In 1930 Roy at last returned to India, to a world of stifling backwardness. Arrested by the British, he served six years of his twelve year sentence in gaol. He then joined the Congress and became active trying to create a Marxist wing.

But on the outbreak of the Second World War he demanded a united anti-fascist movement against Germany and opposed demands for Indian independence until this was accomplished.

That earned him the charge of being a collaborator of British imperialism from the Communist Party up to the time when Germany invaded Russia – and the CP adopted the same line as Roy.

Lenin’s defeatism, Roy said, was wrong in the Second World War because the Soviet Union now existed and Europe was dominated by fascism (so the Second World War was also a European civil war). He was expelled from Congress.

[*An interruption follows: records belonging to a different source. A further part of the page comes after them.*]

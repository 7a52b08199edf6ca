//! Discovery registries: where affiliates are published and read from.
use std::collections::BTreeMap;
use std::sync::Arc;
use std::time::Duration;

use async_trait::async_trait;
use futures::StreamExt;
use k8s_openapi::api::core::v1::Node;
use kube::api::{Api, ListParams, Patch, PatchParams};
use kube_runtime::watcher::{watcher, Event};
use serde_json::{json, Map, Value};
use tokio::sync::{mpsc, RwLock};
use tracing::{debug, info, warn};

use super::annotations::{affiliate_from_node, annotations_from_affiliate};
use crate::backoff::{wait_or_shutdown, BackoffStrategy, ExponentialBackoffStrategy};
use crate::error::ApiError;
use crate::kubeconfig::ClientCache;
use crate::resources::AffiliateSpec;
use crate::shutdown::Shutdown;

/// How often the Kubernetes registry signals subscribers without a change.
pub const RESYNC_PERIOD: Duration = Duration::from_secs(30);

/// A place where nodes publish their affiliate and discover peers.
#[async_trait]
pub trait Registry: Send + Sync + 'static {
    /// Called with the version of the Kubernetes client secrets before
    /// pushing or watching. Registries with fixed credentials have nothing to
    /// do.
    async fn connect(&self, _secrets_version: &str) -> Result<(), ApiError> {
        Ok(())
    }

    /// Publishes the local affiliate.
    async fn push(&self, affiliate: &AffiliateSpec) -> Result<(), ApiError>;

    /// Starts watching the registry. The receiver gets a message whenever the
    /// peer list may have changed, and closes after shutdown. Dropping the
    /// receiver stops the watch.
    async fn watch(&self, shutdown: Shutdown) -> Result<mpsc::Receiver<()>, ApiError>;

    /// Lists affiliates of every peer except `local_nodename`.
    async fn list(&self, local_nodename: &str) -> Result<Vec<AffiliateSpec>, ApiError>;
}

/// A registry backed by annotations on Kubernetes `Node` objects.
pub struct KubernetesRegistry {
    clients: ClientCache,
    nodes: Arc<RwLock<BTreeMap<String, Node>>>,
}

impl KubernetesRegistry {
    /// Create a registry taking its client from `clients`.
    pub fn new(clients: ClientCache) -> Self {
        KubernetesRegistry {
            clients,
            nodes: Arc::new(RwLock::new(BTreeMap::new())),
        }
    }

    async fn api(&self) -> Result<Api<Node>, ApiError> {
        Ok(Api::all(self.clients.client().await?))
    }
}

#[async_trait]
impl Registry for KubernetesRegistry {
    async fn connect(&self, secrets_version: &str) -> Result<(), ApiError> {
        self.clients.connect(secrets_version).await.map(|_| ())
    }

    async fn push(&self, affiliate: &AffiliateSpec) -> Result<(), ApiError> {
        if affiliate.nodename.is_empty() {
            return Err(ApiError::Permanent(
                "affiliate has no node name to publish to".to_string(),
            ));
        }

        let api = self.api().await?;
        let node = api.get(&affiliate.nodename).await?;
        let patch = annotations_patch(
            node.metadata.annotations.as_ref(),
            &annotations_from_affiliate(affiliate),
        );

        let patch = match patch {
            Some(patch) => patch,
            None => {
                debug!(node = %affiliate.nodename, "Node annotations up to date");
                return Ok(());
            }
        };

        api.patch(
            &affiliate.nodename,
            &PatchParams::default(),
            &Patch::Strategic(patch),
        )
        .await?;
        info!(node = %affiliate.nodename, "Updated node discovery annotations");
        Ok(())
    }

    async fn watch(&self, mut shutdown: Shutdown) -> Result<mpsc::Receiver<()>, ApiError> {
        let (tx, rx) = mpsc::channel(1);
        let nodes = self.nodes.clone();
        let mut events = watcher(self.api().await?, ListParams::default()).boxed();

        tokio::spawn(async move {
            let mut resync = tokio::time::interval(RESYNC_PERIOD);
            let mut backoff = ExponentialBackoffStrategy::default();
            loop {
                tokio::select! {
                    _ = shutdown.wait() => break,
                    _ = tx.closed() => break,
                    _ = resync.tick() => {}
                    event = events.next() => match event {
                        Some(Ok(event)) => {
                            backoff.reset();
                            apply_event(&nodes, event).await;
                        }
                        Some(Err(e)) => {
                            warn!(error = %e, "Node watch failed");
                            if !wait_or_shutdown(&mut backoff, &mut shutdown).await {
                                break;
                            }
                            continue;
                        }
                        None => break,
                    },
                }
                // A pending notification already covers this change.
                let _ = tx.try_send(());
            }
            debug!("Node watch stopped");
        });

        Ok(rx)
    }

    async fn list(&self, local_nodename: &str) -> Result<Vec<AffiliateSpec>, ApiError> {
        let nodes = self.nodes.read().await;
        Ok(nodes
            .iter()
            .filter(|(name, _)| name.as_str() != local_nodename)
            .filter_map(|(_, node)| affiliate_from_node(node))
            .collect())
    }
}

async fn apply_event(nodes: &RwLock<BTreeMap<String, Node>>, event: Event<Node>) {
    let mut nodes = nodes.write().await;
    match event {
        Event::Applied(node) => {
            if let Some(name) = node.metadata.name.clone() {
                nodes.insert(name, node);
            }
        }
        Event::Deleted(node) => {
            if let Some(name) = &node.metadata.name {
                nodes.remove(name);
            }
        }
        Event::Restarted(list) => {
            *nodes = list
                .into_iter()
                .filter_map(|node| node.metadata.name.clone().map(|name| (name, node)))
                .collect();
        }
    }
}

/// Builds a strategic merge patch moving `current` annotations to `desired`.
///
/// Empty desired values delete the annotation. Returns `None` when nothing
/// would change.
fn annotations_patch(
    current: Option<&BTreeMap<String, String>>,
    desired: &BTreeMap<String, String>,
) -> Option<Value> {
    let empty = BTreeMap::new();
    let current = current.unwrap_or(&empty);
    let mut changes = Map::new();

    for (key, value) in desired {
        match (current.get(key), value.is_empty()) {
            (Some(_), true) => {
                changes.insert(key.clone(), Value::Null);
            }
            (None, true) => {}
            (Some(existing), false) if existing == value => {}
            (_, false) => {
                changes.insert(key.clone(), Value::String(value.clone()));
            }
        }
    }

    if changes.is_empty() {
        None
    } else {
        Some(json!({ "metadata": { "annotations": changes } }))
    }
}

#[cfg(test)]
mod test {
    use super::*;
    use crate::discovery::annotations::{NODE_ID, SELF_IPS, KUBESPAN_PUBLIC_KEY};
    use futures::pin_mut;
    use http::{Request as HttpRequest, Response as HttpResponse};
    use hyper::Body;
    use tower_test::mock;

    fn registry(service: mock::Mock<HttpRequest<Body>, HttpResponse<Body>>) -> KubernetesRegistry {
        KubernetesRegistry::new(ClientCache::with_client(
            kube::Client::new(service, "default"),
            "1",
        ))
    }

    fn node_json(name: &str, annotations: Value) -> Value {
        json!({
            "apiVersion": "v1",
            "kind": "Node",
            "metadata": {
                "name": name,
                "annotations": annotations,
            },
        })
    }

    fn affiliate() -> AffiliateSpec {
        AffiliateSpec {
            node_id: "abc".to_string(),
            nodename: "bar".to_string(),
            addresses: vec!["10.0.0.2".parse().unwrap()],
            ..Default::default()
        }
    }

    #[test]
    fn patch_only_touches_changed_keys() {
        let current: BTreeMap<String, String> = vec![
            (NODE_ID.to_string(), "abc".to_string()),
            (KUBESPAN_PUBLIC_KEY.to_string(), "old".to_string()),
            ("unrelated".to_string(), "kept".to_string()),
        ]
        .into_iter()
        .collect();

        let patch = annotations_patch(Some(&current), &annotations_from_affiliate(&affiliate()));
        assert_eq!(
            patch,
            Some(json!({
                "metadata": {
                    "annotations": {
                        KUBESPAN_PUBLIC_KEY: null,
                        SELF_IPS: "10.0.0.2",
                    }
                }
            }))
        );
    }

    #[test]
    fn no_patch_when_in_sync() {
        let desired = annotations_from_affiliate(&affiliate());
        let current: BTreeMap<String, String> = desired
            .iter()
            .filter(|(_, v)| !v.is_empty())
            .map(|(k, v)| (k.clone(), v.clone()))
            .collect();
        assert_eq!(annotations_patch(Some(&current), &desired), None);
        assert!(annotations_patch(None, &annotations_from_affiliate(&AffiliateSpec::default()))
            .is_none());
    }

    #[tokio::test]
    async fn push_patches_node_annotations() {
        let (mock_service, handle) = mock::pair::<HttpRequest<Body>, HttpResponse<Body>>();
        let server = tokio::spawn(async move {
            pin_mut!(handle);

            let (request, send) = handle.next_request().await.expect("get node");
            assert_eq!(request.method(), http::Method::GET);
            assert_eq!(request.uri().path(), "/api/v1/nodes/bar");
            let node = node_json("bar", json!({ KUBESPAN_PUBLIC_KEY: "old" }));
            send.send_response(
                HttpResponse::builder()
                    .body(Body::from(serde_json::to_vec(&node).unwrap()))
                    .unwrap(),
            );

            let (request, send) = handle.next_request().await.expect("patch node");
            assert_eq!(request.method(), http::Method::PATCH);
            assert_eq!(request.uri().path(), "/api/v1/nodes/bar");
            assert_eq!(
                request.headers().get(http::header::CONTENT_TYPE).unwrap(),
                "application/strategic-merge-patch+json"
            );
            let body = hyper::body::to_bytes(request.into_body()).await.unwrap();
            let patch: Value = serde_json::from_slice(&body).unwrap();
            assert_eq!(
                patch,
                json!({
                    "metadata": {
                        "annotations": {
                            NODE_ID: "abc",
                            KUBESPAN_PUBLIC_KEY: null,
                            SELF_IPS: "10.0.0.2",
                        }
                    }
                })
            );
            send.send_response(
                HttpResponse::builder()
                    .body(Body::from(serde_json::to_vec(&node).unwrap()))
                    .unwrap(),
            );
        });

        let registry = registry(mock_service);
        registry.push(&affiliate()).await.unwrap();
        server.await.unwrap();
    }

    #[tokio::test]
    async fn push_without_nodename_is_permanent() {
        let (mock_service, _handle) = mock::pair::<HttpRequest<Body>, HttpResponse<Body>>();
        let registry = registry(mock_service);
        let err = registry
            .push(&AffiliateSpec {
                node_id: "abc".to_string(),
                ..Default::default()
            })
            .await
            .unwrap_err();
        assert!(!err.is_transient());
    }

    #[tokio::test]
    async fn list_skips_local_and_unannotated_nodes() {
        let (mock_service, _handle) = mock::pair::<HttpRequest<Body>, HttpResponse<Body>>();
        let registry = registry(mock_service);

        let node = |name: &str, annotations: Value| -> Node {
            serde_json::from_value(node_json(name, annotations)).unwrap()
        };
        apply_event(
            &registry.nodes,
            Event::Restarted(vec![
                node("local", json!({ NODE_ID: "self" })),
                node("peer", json!({ NODE_ID: "peer-id" })),
                node("plain", json!({})),
            ]),
        )
        .await;

        let peers = registry.list("local").await.unwrap();
        assert_eq!(peers.len(), 1);
        assert_eq!(peers[0].node_id, "peer-id");
        assert_eq!(peers[0].nodename, "peer");

        apply_event(&registry.nodes, Event::Deleted(node("peer", json!({})))).await;
        assert!(registry.list("local").await.unwrap().is_empty());
    }

    #[tokio::test]
    async fn nothing_is_sent_before_connecting() {
        let dir = tempfile::tempdir().unwrap();
        let registry = KubernetesRegistry::new(ClientCache::new(dir.path().join("admin.conf")));

        assert!(registry.push(&affiliate()).await.unwrap_err().is_transient());
        let (_trigger, shutdown) = crate::shutdown::channel();
        assert!(registry.watch(shutdown).await.unwrap_err().is_transient());
        assert!(registry.connect("1").await.unwrap_err().is_transient());
    }
}
use serde::{Deserialize, Serialize};
use serde_json::{Map, Value};

use kubenode_state::Spec;

use super::CONTROLPLANE_NAMESPACE;

/// ID of the singleton [`ManifestStatusSpec`] resource.
pub const MANIFEST_STATUS_ID: &str = "manifests";

/// A bundle of cluster objects, kept as untyped trees in document order.
#[derive(Clone, Debug, Default, PartialEq, Serialize, Deserialize)]
pub struct ManifestSpec {
    /// Objects to apply, in order.
    pub items: Vec<Map<String, Value>>,
}

impl Spec for ManifestSpec {
    const NAMESPACE: &'static str = CONTROLPLANE_NAMESPACE;
    const TYPE: &'static str = "Manifests";
}

/// What the manifest reconciler managed to apply during its last pass.
#[derive(Clone, Debug, Default, PartialEq, Serialize, Deserialize)]
pub struct ManifestStatusSpec {
    /// Identities (`apiVersion/Kind/namespace/name`) of applied objects.
    pub manifests_applied: Vec<String>,
    /// `"<identity>: <message>"` for every object which failed permanently.
    #[serde(default, skip_serializing_if = "Vec::is_empty")]
    pub errors: Vec<String>,
}

impl Spec for ManifestStatusSpec {
    const NAMESPACE: &'static str = CONTROLPLANE_NAMESPACE;
    const TYPE: &'static str = "ManifestStatuses";
}
use std::collections::{BTreeMap, HashMap};
use std::sync::Arc;

use futures::StreamExt;
use tokio::sync::{broadcast, RwLock};
use tracing::{debug, trace};

use crate::error::{Error, Result};
use crate::metadata::{Kind, Metadata, Phase, Pointer, Version};
use crate::resource::{RawResource, Resource, Spec};
use crate::watch::{typed_stream, EventType, RawEvent, WatchStream};

const DEFAULT_WATCH_CAPACITY: usize = 1024;

#[derive(Default)]
struct Inner {
    resources: BTreeMap<Kind, BTreeMap<String, RawResource>>,
    channels: HashMap<Kind, broadcast::Sender<RawEvent>>,
}

impl Inner {
    fn get(&self, pointer: &Pointer) -> Option<&RawResource> {
        self.resources
            .get(&pointer.kind())
            .and_then(|resources| resources.get(&pointer.id))
    }

    fn get_mut(&mut self, pointer: &Pointer) -> Result<&mut RawResource> {
        self.resources
            .get_mut(&pointer.kind())
            .and_then(|resources| resources.get_mut(&pointer.id))
            .ok_or_else(|| Error::NotFound(pointer.clone()))
    }

    /// Publish under the write lock, so that events leave in commit order.
    fn publish(&self, type_: EventType, resource: &RawResource) {
        if let Some(sender) = self.channels.get(&resource.metadata.pointer().kind()) {
            // Sending only fails when nobody is subscribed.
            let _ = sender.send(RawEvent {
                type_,
                resource: resource.clone(),
            });
        }
    }
}

fn check_owner(metadata: &Metadata, owner: &str) -> Result<()> {
    if metadata.owner() != owner {
        return Err(Error::OwnerConflict {
            pointer: metadata.pointer().clone(),
            owner: metadata.owner().to_string(),
            requested: owner.to_string(),
        });
    }
    Ok(())
}

/// The resource store.
///
/// `State` is cheap to clone; clones share the same resources.
#[derive(Clone)]
pub struct State {
    inner: Arc<RwLock<Inner>>,
    watch_capacity: usize,
}

impl Default for State {
    fn default() -> Self {
        State::new()
    }
}

impl State {
    /// Create an empty store.
    pub fn new() -> Self {
        State::with_watch_capacity(DEFAULT_WATCH_CAPACITY)
    }

    /// Create an empty store whose watches buffer at most `capacity` events
    /// per subscriber before overflowing.
    pub fn with_watch_capacity(capacity: usize) -> Self {
        State {
            inner: Arc::new(RwLock::new(Inner::default())),
            watch_capacity: capacity.max(1),
        }
    }

    /// Fetch a resource by ID.
    pub async fn get<S: Spec>(&self, id: &str) -> Result<Resource<S>> {
        let pointer = S::pointer(id);
        let raw = {
            let inner = self.inner.read().await;
            inner
                .get(&pointer)
                .cloned()
                .ok_or(Error::NotFound(pointer))?
        };
        Resource::from_raw(raw)
    }

    /// List all resources of a type, sorted by ID.
    pub async fn list<S: Spec>(&self) -> Result<Vec<Resource<S>>> {
        let raws: Vec<RawResource> = {
            let inner = self.inner.read().await;
            inner
                .resources
                .get(&S::kind())
                .map(|resources| resources.values().cloned().collect())
                .unwrap_or_default()
        };
        raws.into_iter().map(Resource::from_raw).collect()
    }

    /// Store a new resource. Its owner is taken from the resource metadata.
    pub async fn create<S: Spec>(&self, resource: Resource<S>) -> Result<Resource<S>> {
        let mut raw = resource.into_raw()?;
        let pointer = raw.metadata.pointer().clone();
        {
            let mut inner = self.inner.write().await;
            if inner.get(&pointer).is_some() {
                return Err(Error::AlreadyExists(pointer));
            }
            raw.metadata.set_phase(Phase::Running);
            raw.metadata.commit(1);
            inner
                .resources
                .entry(pointer.kind())
                .or_default()
                .insert(pointer.id.clone(), raw.clone());
            inner.publish(EventType::Created, &raw);
        }
        trace!(%pointer, "Created resource");
        Resource::from_raw(raw)
    }

    /// Replace the spec of a resource, provided nobody committed since
    /// `expected` was read.
    ///
    /// Phase and finalizers are kept from the committed copy.
    pub async fn update<S: Spec>(
        &self,
        expected: Version,
        resource: Resource<S>,
    ) -> Result<Resource<S>> {
        let mut raw = resource.into_raw()?;
        let pointer = raw.metadata.pointer().clone();
        {
            let mut inner = self.inner.write().await;
            let current = inner.get_mut(&pointer)?;
            if current.metadata.version() != expected {
                return Err(Error::ConflictVersion {
                    pointer,
                    expected,
                    found: current.metadata.version(),
                });
            }
            check_owner(&current.metadata, raw.metadata.owner())?;
            raw.metadata.inherit(&current.metadata);
            raw.metadata.commit(expected + 1);
            *current = raw.clone();
            inner.publish(EventType::Updated, &raw);
        }
        trace!(%pointer, "Updated resource");
        Resource::from_raw(raw)
    }

    /// Destroy a resource.
    ///
    /// If finalizers are attached the resource moves to
    /// [`Phase::TearingDown`] instead and [`Error::HasFinalizers`] is
    /// returned. `expected`, when set, guards against stale callers.
    pub async fn destroy<S: Spec>(
        &self,
        id: &str,
        owner: &str,
        expected: Option<Version>,
    ) -> Result<()> {
        let pointer = S::pointer(id);
        let mut inner = self.inner.write().await;
        let current = inner.get_mut(&pointer)?;
        if let Some(expected) = expected {
            if current.metadata.version() != expected {
                return Err(Error::ConflictVersion {
                    pointer,
                    expected,
                    found: current.metadata.version(),
                });
            }
        }
        check_owner(&current.metadata, owner)?;

        if !current.metadata.finalizers().is_empty() {
            if current.metadata.phase() == Phase::Running {
                current.metadata.set_phase(Phase::TearingDown);
                let version = current.metadata.version() + 1;
                current.metadata.commit(version);
                let snapshot = current.clone();
                inner.publish(EventType::Updated, &snapshot);
            }
            return Err(Error::HasFinalizers(pointer));
        }

        let removed = inner
            .resources
            .get_mut(&pointer.kind())
            .and_then(|resources| resources.remove(&pointer.id))
            .ok_or_else(|| Error::NotFound(pointer.clone()))?;
        inner.publish(EventType::Destroyed, &removed);
        debug!(%pointer, "Destroyed resource");
        Ok(())
    }

    /// Move a resource to [`Phase::TearingDown`].
    ///
    /// Returns true when no finalizers are left, meaning the resource can be
    /// destroyed right away.
    pub async fn teardown<S: Spec>(&self, id: &str, owner: &str) -> Result<bool> {
        let pointer = S::pointer(id);
        let mut inner = self.inner.write().await;
        let current = inner.get_mut(&pointer)?;
        check_owner(&current.metadata, owner)?;
        let ready = current.metadata.finalizers().is_empty();
        if current.metadata.phase() == Phase::Running {
            current.metadata.set_phase(Phase::TearingDown);
            let version = current.metadata.version() + 1;
            current.metadata.commit(version);
            let snapshot = current.clone();
            inner.publish(EventType::Updated, &snapshot);
        }
        Ok(ready)
    }

    /// Tear a resource down, wait for its finalizers to be released and
    /// destroy it.
    ///
    /// A resource which is already gone is not an error.
    pub async fn teardown_and_destroy<S: Spec>(&self, id: &str, owner: &str) -> Result<()> {
        let mut watch = self.watch::<S>(Some(id)).await;
        let mut ready = match self.teardown::<S>(id, owner).await {
            Ok(ready) => ready,
            Err(Error::NotFound(_)) => return Ok(()),
            Err(e) => return Err(e),
        };

        loop {
            if ready {
                match self.destroy::<S>(id, owner, None).await {
                    Ok(()) | Err(Error::NotFound(_)) => return Ok(()),
                    // A finalizer was attached in between, keep waiting.
                    Err(Error::HasFinalizers(_)) => {}
                    Err(e) => return Err(e),
                }
            }

            ready = match watch.next().await {
                Some(Ok(event)) if event.type_ == EventType::Destroyed => return Ok(()),
                Some(Ok(event)) => event.resource.metadata().finalizers().is_empty(),
                Some(Err(Error::Overflow(_))) => {
                    watch = self.watch::<S>(Some(id)).await;
                    false
                }
                Some(Err(e)) => return Err(e),
                None => return Ok(()),
            };
        }
    }

    /// Attach a finalizer. Attaching an existing finalizer is a no-op.
    ///
    /// Any controller may attach finalizers, not only the owner.
    pub async fn add_finalizer<S: Spec>(&self, id: &str, finalizer: &str) -> Result<()> {
        self.mutate_finalizers::<S, _>(id, |metadata| metadata.add_finalizer(finalizer))
            .await
    }

    /// Release a finalizer. Releasing a missing finalizer is a no-op.
    pub async fn remove_finalizer<S: Spec>(&self, id: &str, finalizer: &str) -> Result<()> {
        self.mutate_finalizers::<S, _>(id, |metadata| metadata.remove_finalizer(finalizer))
            .await
    }

    async fn mutate_finalizers<S: Spec, F>(&self, id: &str, f: F) -> Result<()>
    where
        F: FnOnce(&mut Metadata) -> bool,
    {
        let pointer = S::pointer(id);
        let mut inner = self.inner.write().await;
        let current = inner.get_mut(&pointer)?;
        if f(&mut current.metadata) {
            let version = current.metadata.version() + 1;
            current.metadata.commit(version);
            let snapshot = current.clone();
            inner.publish(EventType::Updated, &snapshot);
        }
        Ok(())
    }

    /// Create or update resource `id` by applying `f` to its spec.
    ///
    /// Missing resources start from `S::default()`. Conflicting concurrent
    /// writes are retried against the fresh copy. When `f` leaves the spec
    /// unchanged nothing is written and the version doesn't move.
    pub async fn modify<S, F>(&self, id: &str, owner: &str, mut f: F) -> Result<Resource<S>>
    where
        S: Spec + Default,
        F: FnMut(&mut S),
    {
        loop {
            match self.get::<S>(id).await {
                Ok(current) => {
                    check_owner(current.metadata(), owner)?;
                    let mut spec = current.spec().clone();
                    f(&mut spec);
                    if &spec == current.spec() {
                        return Ok(current);
                    }
                    let version = current.metadata().version();
                    let mut updated = current;
                    *updated.spec_mut() = spec;
                    match self.update(version, updated).await {
                        Err(Error::ConflictVersion { .. }) | Err(Error::NotFound(_)) => continue,
                        result => return result,
                    }
                }
                Err(Error::NotFound(_)) => {
                    let mut spec = S::default();
                    f(&mut spec);
                    match self.create(Resource::new(id, owner, spec)).await {
                        Err(Error::AlreadyExists(_)) => continue,
                        result => return result,
                    }
                }
                Err(e) => return Err(e),
            }
        }
    }

    /// Watch resources of type `S`, optionally restricted to a single ID.
    ///
    /// The stream starts with a `Created` event for every existing resource,
    /// followed by live events in commit order.
    pub async fn watch<S: Spec>(&self, id: Option<&str>) -> WatchStream<S> {
        let kind = S::kind();
        let capacity = self.watch_capacity;
        let (snapshot, receiver) = {
            let mut inner = self.inner.write().await;
            let receiver = inner
                .channels
                .entry(kind.clone())
                .or_insert_with(|| broadcast::channel(capacity).0)
                .subscribe();
            let snapshot: Vec<RawResource> = inner
                .resources
                .get(&kind)
                .map(|resources| {
                    resources
                        .values()
                        .filter(|raw| id.map(|id| raw.metadata.id() == id).unwrap_or(true))
                        .cloned()
                        .collect()
                })
                .unwrap_or_default();
            (snapshot, receiver)
        };
        typed_stream::<S>(snapshot, receiver, id.map(str::to_string))
    }
}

Later he came to argue that the mistake of the Comintern was to orient on one class only, to generalise from the fluke of Russian experience which could never happen again. The unification forced on all classes by the threat of fascism would after the war provide the basis for universal socialism without the need for revolution. In India that needed a philosophical revolution, the renaissance, embodied in his ‘Radical Humanism’. In 1954, he died.

The old man who took me round the house got a bit breathless. ‘We hoped to make it a museum and library for world Radical Humanists,’ he said. ‘But we are very few now, and the house is costly to run. So we sent the archives to the Nehru library in Delhi. And now we let the house to paying guests.’

Do the paying guests sense the ghosts of Bengal terrorists and German spies, of Zapata and Madera, of Lenin and Trotsky?

The house sleeps, its historical significance seeping away, remembered by fewer and fewer. It is a pity the new generation will not remember the audacity and heroism of the past – but a relief also that they are preserved from its nightmares.